Hari minggu adalah hari bermalas-malasan bagi sebagian orang termasuk Aldi. Seperti sekarang ini, jam sudah menunjukkan pukul 10 pagi, tetapi Aldi baru terbangun dari tidur lelapnya.
Aldi memandang langit-langit kamarnya dengan kekehan ringan, "Serindu itu gue sama Salsha? Sampai-sampai gue mimpi kalo dia datang dan kita pelukan. Tapi kenapa mimpinya kayak kenyataan? Asli banget gitu?"
Ternyata, akibat kelamaan tidur membuat Aldi menjadi ngingau seperti itu. Ia menyangka jika bertemu dengan Salsha adalah sebuah mimpi belaka. Padahal tidak, Salsha benar-benar sudah berada di Jakarta.
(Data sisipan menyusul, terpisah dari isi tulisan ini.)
//! In-memory RDMA fabric.
//!
//! Implements the RDMA capability inside one process: every buffer mapped
//! through the fabric is addressable by key, writes copy between mapped
//! buffers, and completions are delivered synchronously on the posting
//! thread. Fault injection covers unreachable peers, path failure and
//! completions held back until flushed.

use std::collections::{HashSet, VecDeque};
use std::sync::atomic::{AtomicBool, AtomicU32, AtomicUsize, Ordering};
use std::sync::{Arc, Weak};

use async_trait::async_trait;
use bytes::Bytes;
use dashmap::DashMap;
use ibtrs_proto::Descriptor;
use ibtrs_types::{Address, ConId};
use parking_lot::{Mutex, RwLock};

use crate::buf::IuBuf;
use crate::error::RdmaError;
use crate::rdma::{
    AcceptOutcome, CompletionHandler, ConnectionAcceptor, DmaDirection, DmaHandle, DmaMapper,
    RdmaConnector, RdmaPath, Sge, WorkRequest,
};

/// The fabric owns the accepting end; the initiator only holds it weakly.
struct Link {
    peer: Address,
    con_id: ConId,
    client: Weak<LoopbackPath>,
    server: Arc<LoopbackPath>,
}

/// Queued work keeps its path alive so a flush always completes it.
struct Held {
    from: Arc<LoopbackPath>,
    wr: WorkRequest,
}

pub struct LoopbackFabric {
    listeners: DashMap<Address, Arc<dyn ConnectionAcceptor>>,
    regions: DashMap<u32, Arc<IuBuf>>,
    next_key: AtomicU32,
    unreachable: Mutex<HashSet<Address>>,
    links: Mutex<Vec<Link>>,
    hold: AtomicBool,
    held: Mutex<VecDeque<Held>>,
    connect_attempts: AtomicUsize,
    drop_heartbeats: AtomicBool,
}

impl LoopbackFabric {
    pub fn new() -> Arc<Self> {
        Arc::new(Self {
            listeners: DashMap::new(),
            regions: DashMap::new(),
            next_key: AtomicU32::new(1),
            unreachable: Mutex::new(HashSet::new()),
            links: Mutex::new(Vec::new()),
            hold: AtomicBool::new(false),
            held: Mutex::new(VecDeque::new()),
            connect_attempts: AtomicUsize::new(0),
            drop_heartbeats: AtomicBool::new(false),
        })
    }

    pub fn connector(self: &Arc<Self>, local: Address) -> Arc<LoopbackConnector> {
        Arc::new(LoopbackConnector {
            fabric: Arc::clone(self),
            local,
        })
    }

    pub fn listen(&self, addr: Address, acceptor: Arc<dyn ConnectionAcceptor>) {
        self.listeners.insert(addr, acceptor);
    }

    pub fn unlisten(&self, addr: &Address) {
        self.listeners.remove(addr);
    }

    pub fn set_unreachable(&self, addr: Address, unreachable: bool) {
        let mut set = self.unreachable.lock();
        if unreachable {
            set.insert(addr);
        } else {
            set.remove(&addr);
        }
    }

    /// Take down one path to `peer`. Both ends see the loss.
    pub fn fail_path(&self, peer: &Address, con_id: ConId) -> bool {
        let victims = self.live_links(|l| l.peer == *peer && l.con_id == con_id);
        let failed = !victims.is_empty();
        for path in victims {
            path.fail();
        }
        failed
    }

    /// Take down every path to `peer`.
    pub fn fail_all(&self, peer: &Address) -> usize {
        let victims = self.live_links(|l| l.peer == *peer);
        let n = victims.len();
        for path in victims {
            path.fail();
        }
        n
    }

    fn live_links(&self, pred: impl Fn(&Link) -> bool) -> Vec<Arc<LoopbackPath>> {
        let mut links = self.links.lock();
        links.retain(|l| l.client.strong_count() > 0);
        links
            .iter()
            .filter(|l| pred(l))
            .filter_map(|l| l.client.upgrade())
            .filter(|p| p.is_up())
            .collect()
    }

    /// While set, posted work is queued instead of delivered.
    pub fn set_hold(&self, hold: bool) {
        self.hold.store(hold, Ordering::Release);
    }

    pub fn held_count(&self) -> usize {
        self.held.lock().len()
    }

    /// Deliver queued work. Work whose path went down in the meantime
    /// completes with `Flushed`.
    pub fn flush(&self) -> usize {
        let held: Vec<_> = self.held.lock().drain(..).collect();
        let n = held.len();
        for Held { from, wr } in held {
            if from.is_up() {
                from.deliver(wr);
            } else {
                from.complete_with_error(&wr, RdmaError::Flushed);
            }
        }
        n
    }

    /// Complete every queued work request with `err`.
    pub fn flush_with_error(&self, err: RdmaError) -> usize {
        let held: Vec<_> = self.held.lock().drain(..).collect();
        let n = held.len();
        for Held { from, wr } in held {
            from.complete_with_error(&wr, err.clone());
        }
        n
    }

    pub fn set_drop_heartbeats(&self, drop: bool) {
        self.drop_heartbeats.store(drop, Ordering::Release);
    }

    pub fn connect_attempts(&self) -> usize {
        self.connect_attempts.load(Ordering::Acquire)
    }

    pub fn mapped_count(&self) -> usize {
        self.regions.len()
    }

    fn region(&self, key: u32, addr: u64, len: usize) -> Option<(Arc<IuBuf>, usize)> {
        let buf = self.regions.get(&key).map(|r| Arc::clone(r.value()))?;
        let offset = addr.checked_sub((key as u64) << 32)? as usize;
        let end = offset.checked_add(len)?;
        (end <= buf.len()).then_some((buf, offset))
    }

    fn read_local(&self, sges: &[Sge]) -> Result<Vec<u8>, RdmaError> {
        let mut out = Vec::with_capacity(sges.iter().map(|s| s.len as usize).sum());
        for sge in sges {
            let err = || RdmaError::LocalAccess {
                key: sge.key,
                addr: sge.addr,
                len: sge.len as usize,
            };
            let (buf, offset) = self.region(sge.key, sge.addr, sge.len as usize).ok_or_else(err)?;
            buf.with_range(offset, sge.len as usize, |s| out.extend_from_slice(s))
                .ok_or_else(err)?;
        }
        Ok(out)
    }

    fn write_remote(&self, desc: &Descriptor, data: &[u8]) -> Result<(), RdmaError> {
        let err = || RdmaError::RemoteAccess {
            key: desc.key,
            addr: desc.addr,
            len: data.len(),
        };
        if data.len() > desc.len as usize {
            return Err(err());
        }
        let (buf, offset) = self.region(desc.key, desc.addr, data.len()).ok_or_else(err)?;
        if buf.write_at(offset, data) {
            Ok(())
        } else {
            Err(err())
        }
    }
}

impl DmaMapper for LoopbackFabric {
    fn map(&self, buf: &Arc<IuBuf>, _dir: DmaDirection) -> Result<DmaHandle, RdmaError> {
        let len = u32::try_from(buf.len())
            .map_err(|_| RdmaError::MapFailed(format!("buffer of {} bytes", buf.len())))?;
        let key = self.next_key.fetch_add(1, Ordering::AcqRel);
        self.regions.insert(key, Arc::clone(buf));
        Ok(DmaHandle {
            addr: (key as u64) << 32,
            key,
            len,
        })
    }

    fn unmap(&self, handle: &DmaHandle) {
        self.regions.remove(&handle.key);
    }
}

pub struct LoopbackConnector {
    fabric: Arc<LoopbackFabric>,
    local: Address,
}

#[async_trait]
impl RdmaConnector for LoopbackConnector {
    async fn connect(
        &self,
        peer: &Address,
        con_id: ConId,
        handler: Arc<dyn CompletionHandler>,
    ) -> Result<Arc<dyn RdmaPath>, RdmaError> {
        self.fabric.connect_attempts.fetch_add(1, Ordering::AcqRel);
        if self.fabric.unreachable.lock().contains(peer) {
            return Err(RdmaError::Unreachable(*peer));
        }
        let acceptor = self
            .fabric
            .listeners
            .get(peer)
            .map(|a| Arc::clone(a.value()))
            .ok_or(RdmaError::Unreachable(*peer))?;

        let fabric = Arc::downgrade(&self.fabric);
        let client = Arc::new(LoopbackPath::new(fabric.clone(), *peer, Some(acceptor)));
        let server = Arc::new(LoopbackPath::new(fabric, self.local, None));
        *client.remote.lock() = Arc::downgrade(&server);
        *server.remote.lock() = Arc::downgrade(&client);
        *client.me.lock() = Arc::downgrade(&client);
        *server.me.lock() = Arc::downgrade(&server);
        client.bind(handler);

        let mut links = self.fabric.links.lock();
        links.retain(|l| l.client.strong_count() > 0);
        links.push(Link {
            peer: *peer,
            con_id,
            client: Arc::downgrade(&client),
            server,
        });
        drop(links);
        tracing::debug!(peer = %peer, con = %con_id, "loopback path established");
        Ok(client)
    }
}

/// One end of a loopback path.
pub struct LoopbackPath {
    fabric: Weak<LoopbackFabric>,
    peer_addr: Address,
    up: AtomicBool,
    handler: RwLock<Option<Arc<dyn CompletionHandler>>>,
    remote: Mutex<Weak<LoopbackPath>>,
    me: Mutex<Weak<LoopbackPath>>,
    acceptor: Option<Arc<dyn ConnectionAcceptor>>,
}

impl LoopbackPath {
    fn new(
        fabric: Weak<LoopbackFabric>,
        peer_addr: Address,
        acceptor: Option<Arc<dyn ConnectionAcceptor>>,
    ) -> Self {
        Self {
            fabric,
            peer_addr,
            up: AtomicBool::new(true),
            handler: RwLock::new(None),
            remote: Mutex::new(Weak::new()),
            me: Mutex::new(Weak::new()),
            acceptor,
        }
    }

    fn handler(&self) -> Option<Arc<dyn CompletionHandler>> {
        self.handler.read().clone()
    }

    fn remote(&self) -> Option<Arc<LoopbackPath>> {
        self.remote.lock().upgrade()
    }

    /// Mark down without telling anyone. Returns whether it was up.
    fn mark_down(&self) -> bool {
        self.up.swap(false, Ordering::AcqRel)
    }

    fn notify_lost(&self) {
        if let Some(h) = self.handler() {
            h.on_connection_lost();
        }
    }

    /// Both ends go down and both are told.
    fn fail(&self) {
        let remote = self.remote();
        let was_up = self.mark_down();
        let remote_was_up = remote.as_ref().is_some_and(|r| r.mark_down());
        if was_up {
            self.notify_lost();
        }
        if let Some(r) = remote.filter(|_| remote_was_up) {
            r.notify_lost();
        }
    }

    fn complete_with_error(&self, wr: &WorkRequest, err: RdmaError) {
        let Some(h) = self.handler() else { return };
        match wr {
            WorkRequest::Send { wr_id, .. } => h.on_send_complete(*wr_id, Err(err)),
            WorkRequest::Write { wr_id, .. } => h.on_write_complete(*wr_id, Err(err)),
            WorkRequest::Heartbeat => {}
        }
    }

    fn deliver(&self, wr: WorkRequest) {
        let Some(fabric) = self.fabric.upgrade() else {
            self.complete_with_error(&wr, RdmaError::Flushed);
            return;
        };
        let remote = self.remote().filter(|r| r.is_up());
        let Some(remote) = remote else {
            self.complete_with_error(&wr, RdmaError::Flushed);
            return;
        };
        let local = self.handler();
        let peer = remote.handler();

        match wr {
            WorkRequest::Heartbeat => {
                if !fabric.drop_heartbeats.load(Ordering::Acquire) {
                    if let Some(h) = peer {
                        h.on_heartbeat();
                    }
                }
            }
            WorkRequest::Send { wr_id, sge } => {
                let data = match fabric.read_local(std::slice::from_ref(&sge)) {
                    Ok(data) => data,
                    Err(e) => {
                        if let Some(h) = local {
                            h.on_send_complete(wr_id, Err(e));
                        }
                        return;
                    }
                };
                if let Some(h) = local {
                    h.on_send_complete(wr_id, Ok(()));
                }
                match peer {
                    Some(h) => h.on_recv(&data),
                    None => tracing::debug!(peer = %self.peer_addr, "send to unbound path dropped"),
                }
            }
            WorkRequest::Write {
                wr_id,
                local: sges,
                remote: desc,
                imm,
            } => {
                let result = fabric.read_local(&sges).and_then(|data| {
                    if data.is_empty() {
                        Ok(())
                    } else {
                        fabric.write_remote(&desc, &data)
                    }
                });
                let ok = result.is_ok();
                if let Some(h) = local {
                    h.on_write_complete(wr_id, result);
                }
                if let (true, Some(imm)) = (ok, imm) {
                    match peer {
                        Some(h) => h.on_write_imm(imm),
                        None => {
                            tracing::debug!(peer = %self.peer_addr, "immediate to unbound path dropped")
                        }
                    }
                }
            }
        }
    }
}

#[async_trait]
impl RdmaPath for LoopbackPath {
    fn post(&self, wr: WorkRequest) -> Result<(), RdmaError> {
        if !self.is_up() {
            return Err(RdmaError::PathDown);
        }
        let fabric = self.fabric.upgrade().ok_or(RdmaError::PathDown)?;
        if fabric.hold.load(Ordering::Acquire) {
            let from = self.me.lock().upgrade().ok_or(RdmaError::PathDown)?;
            fabric.held.lock().push_back(Held { from, wr });
            return Ok(());
        }
        self.deliver(wr);
        Ok(())
    }

    async fn exchange(&self, request: Bytes) -> Result<Bytes, RdmaError> {
        let acceptor = self.acceptor.as_ref().ok_or(RdmaError::NotInitiator)?;
        let remote = self
            .remote()
            .filter(|_| self.is_up())
            .ok_or(RdmaError::PathDown)?;
        match acceptor.accept(remote.clone(), &request) {
            AcceptOutcome::Accepted(reply) => Ok(reply),
            AcceptOutcome::Rejected(reply) => {
                remote.mark_down();
                self.mark_down();
                Ok(reply)
            }
        }
    }

    fn bind(&self, handler: Arc<dyn CompletionHandler>) {
        *self.handler.write() = Some(handler);
    }

    /// Only the other end is told; the closing side already knows.
    fn close(&self) {
        let was_up = self.mark_down();
        if let Some(remote) = self.remote() {
            if remote.mark_down() && was_up {
                remote.notify_lost();
            }
        }
    }

    fn peer(&self) -> Address {
        self.peer_addr
    }

    fn is_up(&self) -> bool {
        self.up.load(Ordering::Acquire)
    }
}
Dan tadi malam mereka menghabiskan waktu sampai tengah malam.
Ponsel Aldi tiba-tiba berdering, Iqbaal menelfonnya. Dengan sangat malas, Aldi mengangkat telepon itu dan menempelkan ke telinganya.
"Halo..."
"Ald, gue punya tugas nih buat lo, lo mau nggak?"
Aldi mendengus, di hari minggu ini Aldi malas melakukan tugas atau kegiatan apapun, "Ogah gue. Gue mau istirahat. Capek."
Terdengar helaan nafas di seberang sana, "Seriusan lo nggak mau? Padahal tugasnya itu gampang banget dan bikin lo senang."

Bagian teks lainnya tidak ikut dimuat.